▸ **To do**
Two lines in the listing below mark the span: one contains "pub const REF_KEY: &str" and one contains "fn fmt(&self, f: &mut". Reproduce both of them and everything between, exactly.

★ ★ ★ ★ ★ ★ ★

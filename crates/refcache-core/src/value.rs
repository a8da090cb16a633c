// SPDX-License-Identifier: Apache-2.0
// © James Ross Ω FLYING•ROBOTS <https://github.com/flyingrobots>
//! Stored value model: entity records, inline objects, and references.
//!
//! Raw results arrive as [`serde_json::Value`] trees. Everything the store
//! persists is a [`StoreValue`], which differs from raw JSON in one way that
//! matters: a [`Reference`] is a distinct variant, so it can never be confused
//! with an ordinary object that happens to carry a `__ref` key.

use std::collections::BTreeMap;
use std::sync::Arc;

use serde::ser::{Serialize, Serializer};
use serde::Deserialize;
use serde_json::{Map, Number, Value};

/// Field name carrying an object's concrete type.
pub const TYPENAME_FIELD: &str = "__typename";

/// Key used when a [`Reference`] is rendered as JSON.
pub const REF_KEY: &str = "__ref";

/// Opaque handle to an entity record stored under its own identifier.
#[derive(Clone, Debug, PartialEq, Eq, PartialOrd, Ord, Hash, serde::Serialize, Deserialize)]
pub struct Reference {
    #[serde(rename = "__ref")]
    id: String,
}

impl Reference {
    /// Create a reference to the entity stored under `id`.
    pub fn new(id: impl Into<String>) -> Self {
        Self { id: id.into() }
    }

    /// Identifier of the referenced entity.
    pub fn id(&self) -> &str {
        &self.id
    }
}

impl std::fmt::Display for Reference {
    fn fmt(&self, f: &mut std::fmt::Formatter<'_>) -> std::fmt::Result {
        write!(f, "{{\"{REF_KEY}\":\"{}\"}}", self.id)
    }
}

/// A flat record: store-field-key to stored value, in deterministic key order.
pub type StoreObject = BTreeMap<String, StoreValue>;

/// Value persisted in an entity record.
///
/// `Shared` holds a container leaf (list or object without a selection set)
/// behind one `Arc` so repeated clones of the record stay cheap. The merge
/// function treats it as atomic, like a scalar.
#[derive(Clone, Debug, PartialEq)]
pub enum StoreValue {
    /// JSON `null`.
    Null,
    /// JSON boolean.
    Bool(bool),
    /// JSON number.
    Number(Number),
    /// JSON string.
    String(String),
    /// Ordered sequence; merged by wholesale replacement.
    List(Vec<StoreValue>),
    /// Inline object embedded by value in its parent.
    Object(StoreObject),
    /// Pointer to an independently stored entity.
    Reference(Reference),
    /// Container leaf stored without structural copy.
    Shared(Arc<Value>),
}

impl StoreValue {
    /// Structural deep copy of a raw JSON value.
    ///
    /// Objects shaped like `{"__ref": "<id>"}` become [`StoreValue::Reference`].
    pub fn from_json(value: &Value) -> Self {
        match value {
            Value::Null => Self::Null,
            Value::Bool(b) => Self::Bool(*b),
            Value::Number(n) => Self::Number(n.clone()),
            Value::String(s) => Self::String(s.clone()),
            Value::Array(items) => Self::List(items.iter().map(Self::from_json).collect()),
            Value::Object(map) => match reference_in(map) {
                Some(reference) => Self::Reference(reference),
                None => Self::Object(
                    map.iter()
                        .map(|(k, v)| (k.clone(), Self::from_json(v)))
                        .collect(),
                ),
            },
        }
    }

    /// Scalars are copied inline; containers are cloned once into an `Arc`.
    ///
    /// The write path only borrows the result tree, so that one clone is
    /// unavoidable here. What `Shared` saves is the per-key conversion into
    /// [`StoreValue`] and every later copy: cloning the stored value, merging
    /// it, or reading it back through [`NormalizedStore::get`](crate::NormalizedStore::get)
    /// only bumps the reference count.
    pub fn shared(value: &Value) -> Self {
        match value {
            Value::Array(_) | Value::Object(_) => Self::Shared(Arc::new(value.clone())),
            scalar => Self::from_json(scalar),
        }
    }

    /// Render as JSON; references become `{"__ref": id}`.
    pub fn to_json(&self) -> Value {
        match self {
            Self::Null => Value::Null,
            Self::Bool(b) => Value::Bool(*b),
            Self::Number(n) => Value::Number(n.clone()),
            Self::String(s) => Value::String(s.clone()),
            Self::List(items) => Value::Array(items.iter().map(Self::to_json).collect()),
            Self::Object(map) => Value::Object(object_to_json(map)),
            Self::Reference(r) => {
                let mut map = Map::new();
                map.insert(REF_KEY.to_owned(), Value::String(r.id.clone()));
                Value::Object(map)
            }
            Self::Shared(v) => (**v).clone(),
        }
    }

    /// Borrow the inline object, if this is one.
    pub fn as_object(&self) -> Option<&StoreObject> {
        match self {
            Self::Object(map) => Some(map),
            _ => None,
        }
    }

    /// Borrow the reference, if this is one.
    pub fn as_reference(&self) -> Option<&Reference> {
        match self {
            Self::Reference(r) => Some(r),
            _ => None,
        }
    }

    /// Returns `true` for [`StoreValue::Reference`].
    pub fn is_reference(&self) -> bool {
        matches!(self, Self::Reference(_))
    }

    /// Borrow the string payload, if this is a string.
    pub fn as_str(&self) -> Option<&str> {
        match self {
            Self::String(s) => Some(s),
            _ => None,
        }
    }

    /// The `__typename` of an inline object.
    pub fn typename(&self) -> Option<&str> {
        self.as_object()
            .and_then(|map| map.get(TYPENAME_FIELD))
            .and_then(Self::as_str)
    }
}

impl From<&str> for StoreValue {
    fn from(value: &str) -> Self {
        Self::String(value.to_owned())
    }
}

impl From<String> for StoreValue {
    fn from(value: String) -> Self {
        Self::String(value)
    }
}

impl From<Reference> for StoreValue {
    fn from(value: Reference) -> Self {
        Self::Reference(value)
    }
}

impl From<StoreObject> for StoreValue {
    fn from(value: StoreObject) -> Self {
        Self::Object(value)
    }
}

impl Serialize for StoreValue {
    fn serialize<S: Serializer>(&self, serializer: S) -> Result<S::Ok, S::Error> {
        match self {
            Self::Null => serializer.serialize_unit(),
            Self::Bool(b) => serializer.serialize_bool(*b),
            Self::Number(n) => n.serialize(serializer),
            Self::String(s) => serializer.serialize_str(s),
            Self::List(items) => items.serialize(serializer),
            Self::Object(map) => map.serialize(serializer),
            Self::Reference(r) => r.serialize(serializer),
            Self::Shared(v) => (**v).serialize(serializer),
        }
    }
}

/// Render a record as a JSON object.
pub fn object_to_json(object: &StoreObject) -> Map<String, Value> {
    object
        .iter()
        .map(|(k, v)| (k.clone(), v.to_json()))
        .collect()
}

fn reference_in(map: &Map<String, Value>) -> Option<Reference> {
    if map.len() != 1 {
        return None;
    }
    match map.get(REF_KEY) {
        Some(Value::String(id)) => Some(Reference::new(id.clone())),
        _ => None,
    }
}

#[cfg(test)]
#[allow(clippy::unwrap_used, clippy::panic)]
mod tests {
    use super::*;
    use serde_json::json;

    #[test]
    fn ref_shaped_json_becomes_reference() {
        let v = StoreValue::from_json(&json!({"__ref": "Todo:1"}));
        assert_eq!(v, StoreValue::Reference(Reference::new("Todo:1")));
        assert_eq!(v.to_json(), json!({"__ref": "Todo:1"}));
    }

    #[test]
    fn object_with_extra_keys_is_not_a_reference() {
        let v = StoreValue::from_json(&json!({"__ref": "Todo:1", "text": "a"}));
        assert!(!v.is_reference());
        assert_eq!(v.as_object().unwrap().len(), 2);
    }

    #[test]
    fn shared_wraps_only_containers() {
        assert_eq!(StoreValue::shared(&json!(3)), StoreValue::from_json(&json!(3)));
        let list = StoreValue::shared(&json!([1, 2]));
        assert!(matches!(list, StoreValue::Shared(_)));
        assert_eq!(list.to_json(), json!([1, 2]));
    }

    #[test]
    fn shared_container_is_not_copied_again_by_the_store() {
        use crate::{MemoryStore, NormalizedStore};

        let store = MemoryStore::new();
        let mut record = StoreObject::new();
        record.insert("blob".into(), StoreValue::shared(&json!({"a": [1, 2]})));
        store.merge("Todo:1", record);
        let first = store.get("Todo:1", "blob");
        let second = store.get("Todo:1", "blob");
        let (Some(StoreValue::Shared(a)), Some(StoreValue::Shared(b))) = (first, second) else {
            panic!("expected shared leaves");
        };
        assert!(Arc::ptr_eq(&a, &b));
    }

    #[test]
    fn serialize_matches_to_json() {
        let v = StoreValue::from_json(&json!({
            "__typename": "Todo",
            "owner": {"__ref": "User:7"},
            "tags": ["x", null]
        }));
        assert_eq!(serde_json::to_value(&v).unwrap(), v.to_json());
        assert_eq!(v.typename(), Some("Todo"));
    }
}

★ ★ ★ ★ ★ ★ ★

▸ **Exercise solution**
pub const REF_KEY: &str = "__ref";

/// Opaque handle to an entity record stored under its own identifier.
#[derive(Clone, Debug, PartialEq, Eq, PartialOrd, Ord, Hash, serde::Serialize, Deserialize)]
pub struct Reference {
    #[serde(rename = "__ref")]
    id: String,
}

impl Reference {
    /// Create a reference to the entity stored under `id`.
    pub fn new(id: impl Into<String>) -> Self {
        Self { id: id.into() }
    }

    /// Identifier of the referenced entity.
    pub fn id(&self) -> &str {
        &self.id
    }
}

impl std::fmt::Display for Reference {
    fn fmt(&self, f: &mut std::fmt::Formatter<'_>) -> std::fmt::Result {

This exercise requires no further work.